A Binance Research afirmou que os exploits DeFi de abril desencadearam cerca de US$ 13 bilhões em saídas de valor total bloqueado (TVL), reduzindo a liquidez em todos os protocolos on-chain.
O braço de pesquisa afirmou que a taxa de alavancagem on-chain subiu para cerca de 38%, um nível visto pela última vez em 2021, já que o TVL caiu mais rapidamente do que os empréstimos.
O movimento não resultou de um retorno claro na demanda real por empréstimos. A Binance Research afirmou que “um desavancagem significativa ainda não se materializou”, mesmo após uma retração mais ampla do mercado de cripto. Isso significa que a taxa subiu porque a base de capital bloqueado diminuiu. Quando o TVL cai, cada dólar de dívida pesa mais sobre o sistema.
O relatório de mercado de maio da Binance afirmou que o TVL do DeFi caiu 10,7% mês a mês, para US$ 82,7 bilhões em abril. Também afirmou que os protocolos sofreram US$ 635,24 milhões em exploits durante o mês, o maior total mensal desde o incidente da Bybit em fevereiro de 2025. A DefiLlama registrou 28 eventos de hack em abril, o que a Binance chamou de um número mensal recorde.

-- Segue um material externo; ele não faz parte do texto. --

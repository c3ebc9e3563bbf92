use chrono::Utc;
use tracing::metadata::LevelFilter;
use tracing_subscriber::{
    filter::FilterFn, fmt::time::FormatTime, prelude::__tracing_subscriber_SubscriberExt,
    util::SubscriberInitExt, Layer,
};

struct Time;

impl FormatTime for Time {
    fn format_time(&self, w: &mut tracing_subscriber::fmt::format::Writer<'_>) -> std::fmt::Result {
        w.write_fmt(format_args!(
            "{}",
            Utc::now().format("%Y-%m-%dT%H:%M:%S%.6fZ")
        ))
    }
}

#[macro_export]
macro_rules! log {
    ($level:expr, $span:expr, $($msg:expr),*) => {{
        let span = $crate::tracing::span!(target: "inbucket", $level, $span);
        let _enter = span.enter();

        $crate::tracing::event!(target: "inbucket", $level, $($msg),*)
    }};
}

#[macro_export]
macro_rules! outgoing {
    (level = $level:ident, $($msg:expr),*) => {
        $crate::log!($crate::tracing::Level::$level, "outgoing", $($msg),*)
    };

    ($($msg:expr),*) => {
        $crate::outgoing!(level = TRACE, $($msg),*)
    };
}

#[macro_export]
macro_rules! incoming {
    (level = $level:ident, $($msg:expr),*) => {
        $crate::log!($crate::tracing::Level::$level, "incoming", $($msg),*)
    };

    ($($msg:expr),*) => {
        $crate::incoming!(level = TRACE, $($msg),*)
    };
}

#[macro_export]
macro_rules! internal {
    (level = $level:ident, $($msg:expr),*) => {
        $crate::log!($crate::tracing::Level::$level, "internal", $($msg),*)
    };

    ($($msg:expr),*) => {
        $crate::internal!(level = TRACE, $($msg),*)
    };
}

/// Install the process-wide subscriber. Verbosity comes from the
/// `LOG_LEVEL` environment variable; debug builds default to trace.
pub fn init() {
    let level = if let Ok(level) = std::env::var("LOG_LEVEL") {
        match level.to_ascii_lowercase().as_str() {
            "error" => LevelFilter::ERROR,
            "warn" => LevelFilter::WARN,
            "debug" => LevelFilter::DEBUG,
            "trace" => LevelFilter::TRACE,
            _ => LevelFilter::INFO,
        }
    } else if cfg!(debug_assertions) {
        LevelFilter::TRACE
    } else {
        LevelFilter::INFO
    };

    tracing_subscriber::Registry::default()
        .with(
            tracing_subscriber::fmt::layer()
                .compact()
                .with_ansi(true)
                .with_timer(Time)
                .with_target(false)
                .with_level(true)
                .with_filter(level)
                .with_filter(FilterFn::new(|metadata| {
                    metadata.target().starts_with("inbucket")
                })),
        )
        .init();
}
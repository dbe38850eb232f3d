//! Configuration management for Lexguard.
//!
//! This module provides TOML-based configuration loading, parsing, and validation.
//!
//! # Overview
//!
//! Lexguard uses TOML configuration files with support for:
//! - Environment variable substitution (`${VAR_NAME}`)
//! - `LEXGUARD_<SECTION>_<KEY>` environment overrides
//! - Default values for every section
//!
//! # Quick Start
//!
//! ```rust,no_run
//! use lexguard::config::load_config;
//!
//! # fn example() -> Result<(), Box<dyn std::error::Error>> {
//! let config = load_config("lexguard.toml")?;
//! println!("Default entity types: {:?}", config.engine.default_entity_types);
//! # Ok(())
//! # }
//! ```
//!
//! # Configuration Structure
//!
//! - [`ApplicationConfig`] - Application settings (name, log level)
//! - [`EngineConfig`] - Pattern library, default types and fields, sensitivity overrides
//! - [`RevealPolicy`] - Tier → sensitivity classes, role ceilings
//! - [`AuditConfig`] - Audit trail settings
//! - [`LoggingConfig`] - Logging configuration
//! - [`SecretString`] - Wrapper for the audit hash key
//!
//! # Example Configuration
//!
//! ```toml
//! [application]
//! log_level = "info"
//!
//! [engine]
//! pattern_library = "${LEXGUARD_PATTERNS}"
//! default_entity_types = ["DEFENDANT", "VICTIM", "WITNESS", "MINOR"]
//!
//! [engine.sensitivity]
//! ADDRESS = "high"
//!
//! [policy.tiers]
//! standard = ["low"]
//! elevated = ["low", "medium"]
//! full = ["low", "medium", "high"]
//!
//! [policy.roles]
//! judge = "full"
//! clerk = "elevated"
//!
//! [audit]
//! enabled = true
//! hash_key = "${LEXGUARD_AUDIT_HASH_KEY}"
//! ```

pub mod loader;
pub mod schema;
pub mod secret;

pub use crate::anonymization::config::{AuditConfig, EngineConfig};
pub use crate::anonymization::policy::RevealPolicy;
pub use loader::{default_config, load_config};
pub use schema::{ApplicationConfig, LexguardConfig, LoggingConfig};
pub use secret::{secret_string, SecretString, SecretValue};
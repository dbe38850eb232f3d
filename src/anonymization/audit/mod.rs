//! Audit logging module
//!
//! Provides structured audit logging for anonymization operations.

pub mod logger;

pub use logger::AuditLogger;

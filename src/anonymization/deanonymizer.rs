//! Tier-gated reversal of redaction tokens

use crate::anonymization::detector::patterns::PatternRegistry;
use crate::anonymization::models::{find_tokens, EngineWarning, ReplacementRecord, Revealed};
use crate::anonymization::policy::{AccessTier, RevealPolicy};
use serde_json::Value;

/// Restores tokens the requested tier is allowed to see
pub struct Deanonymizer<'a> {
    registry: &'a PatternRegistry,
    policy: &'a RevealPolicy,
}

#[derive(Default)]
struct RevealTally {
    revealed: usize,
    withheld: usize,
    warnings: Vec<EngineWarning>,
}

impl RevealTally {
    fn withhold(&mut self, warning: EngineWarning) {
        self.withheld += 1;
        if !self.warnings.contains(&warning) {
            self.warnings.push(warning);
        }
    }
}

impl<'a> Deanonymizer<'a> {
    pub fn new(registry: &'a PatternRegistry, policy: &'a RevealPolicy) -> Self {
        Self { registry, policy }
    }

    /// Reveal permitted tokens in every string leaf of `artifact`
    ///
    /// The caller's artifact is left untouched. Tokens that cannot be revealed
    /// stay exactly as they were, so running this again is harmless.
    pub fn reveal(
        &self,
        artifact: &Value,
        record: &ReplacementRecord,
        tier: AccessTier,
    ) -> Revealed<Value> {
        let mut value = artifact.clone();
        let mut tally = RevealTally::default();
        self.walk(&mut value, record, tier, &mut tally);

        Revealed {
            value,
            revealed: tally.revealed,
            withheld: tally.withheld,
            warnings: tally.warnings,
        }
    }

    fn walk(
        &self,
        value: &mut Value,
        record: &ReplacementRecord,
        tier: AccessTier,
        tally: &mut RevealTally,
    ) {
        match value {
            Value::String(text) => {
                if let Some(replaced) = self.reveal_text(text, record, tier, tally) {
                    *text = replaced;
                }
            }
            Value::Array(items) => {
                for item in items {
                    self.walk(item, record, tier, tally);
                }
            }
            Value::Object(map) => {
                for child in map.values_mut() {
                    self.walk(child, record, tier, tally);
                }
            }
            _ => {}
        }
    }

    /// Rewritten text, or `None` when no token was revealed
    fn reveal_text(
        &self,
        text: &str,
        record: &ReplacementRecord,
        tier: AccessTier,
        tally: &mut RevealTally,
    ) -> Option<String> {
        let tokens = find_tokens(text);
        if tokens.is_empty() {
            return None;
        }

        let mut out = String::with_capacity(text.len());
        let mut cursor = 0;
        let mut changed = false;

        for occurrence in tokens {
            out.push_str(&text[cursor..occurrence.span.start]);
            cursor = occurrence.span.end;

            let Some(entry) = record.get(occurrence.token) else {
                tally.withhold(EngineWarning::UnknownToken {
                    token: occurrence.token.to_string(),
                });
                out.push_str(occurrence.token);
                continue;
            };

            if entry.entity_type != occurrence.entity_type {
                tally.withhold(EngineWarning::RecordMismatch {
                    token: occurrence.token.to_string(),
                    recorded_type: entry.entity_type.clone(),
                });
                out.push_str(occurrence.token);
                continue;
            }

            if !self.policy.permits(tier, occurrence.entity_type, self.registry) {
                tally.withhold(EngineWarning::InsufficientTier {
                    token: occurrence.token.to_string(),
                    entity_type: occurrence.entity_type.to_string(),
                    tier,
                });
                out.push_str(occurrence.token);
                continue;
            }

            out.push_str(&entry.literal);
            tally.revealed += 1;
            changed = true;
        }

        out.push_str(&text[cursor..]);
        changed.then_some(out)
    }
}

Conforme noticiado pelo crypto.news, os primeiros 18 dias de abril já viram mais de US$ 606 milhões roubados em 12 incidentes. Os dois maiores ataques foram ao Drift Protocol, de cerca de US$ 285 milhões, e à KelpDAO, de cerca de US$ 292 milhões. Posteriormente, o crypto.news relatou que os dois ataques juntos representaram US$ 577 milhões em perdas e foram ligados ao Grupo Lazarus da Coreia do Norte.
Esses dois casos representaram a maior parte das perdas relatadas em abril. Eles também mostraram que o risco de exploits no DeFi não provém mais apenas de bugs de código. Relatórios vincularam os ataques a engenharia social, sistemas comprometidos, fraquezas de governança e infraestrutura de pontes (bridges).
O incidente da KelpDAO também espalhou pressão pelos mercados de empréstimo conectados. A Binance Research afirmou que o exploit da KelpDAO criou cerca de US$ 230 milhões em dívidas incobráveis na Aave e reduziu o TVL da Aave pela metade. O evento mostrou como uma falha de ponte (bridge) pode repercutir no DeFi quando colaterais roubados entram nos mercados de empréstimo.
A KelpDAO posteriormente concluiu a parte operacional de seu plano de recuperação de rsETH. Conforme relatado anteriormente, o protocolo enviou um lote final de 20.373,7 rsETH para o contrato inteligente LayerZero usado para transferências cross-chain. O protocolo afirmou que as funções de cunhagem (minting), resgates (redemptions) e recompensas estavam operando normalmente novamente após as etapas de reinício anteriores.
As etapas de recuperação reduziram alguma pressão direta sobre os usuários da KelpDAO. Elas não eliminaram a preocupação mais ampla em torno da alavancagem no DeFi. Os dados da Binance Research sugerem que o mercado ainda carrega dívidas contra um pool menor de ativos bloqueados.
Os incidentes de segurança continuaram após abril, embora as perdas relatadas tenham diminuído em maio. A CertiK estimou as perdas por hack em maio em US$ 68,3 milhões, uma queda de quase 90% em relação aos aproximadamente US$ 650 milhões de abril, conforme relatado. Ainda assim, os projetos DeFi continuaram enfrentando ataques ligados a pontes (bridges), contratos antigos, chaves privadas e controles operacionais.
Casos recentes incluem Humanity Protocol, Aztec Connect e Raydium. O Humanity Protocol afirmou que mais de US$ 36 milhões foram roubados depois que atacantes comprometeram chaves administrativas ligadas aos seus sistemas de ponte (bridge). A Aztec Connect perdeu cerca de US$ 2,1 milhões de um contrato imutável antigo, enquanto a Raydium disse que reembolsaria os usuários após um exploit de US$ 1,3 milhão atingir cinco pools de liquidez legados da Solana.
Os casos mais recentes mantêm a segurança DeFi em foco, já que a alavancagem permanece elevada e a liquidez continua mais fraca do que antes da onda de exploits de abril. A análise da Binance Research aponta para um mercado onde o TVL caiu, os empréstimos não se recuperaram fortemente e a desavancagem permanece incompleta.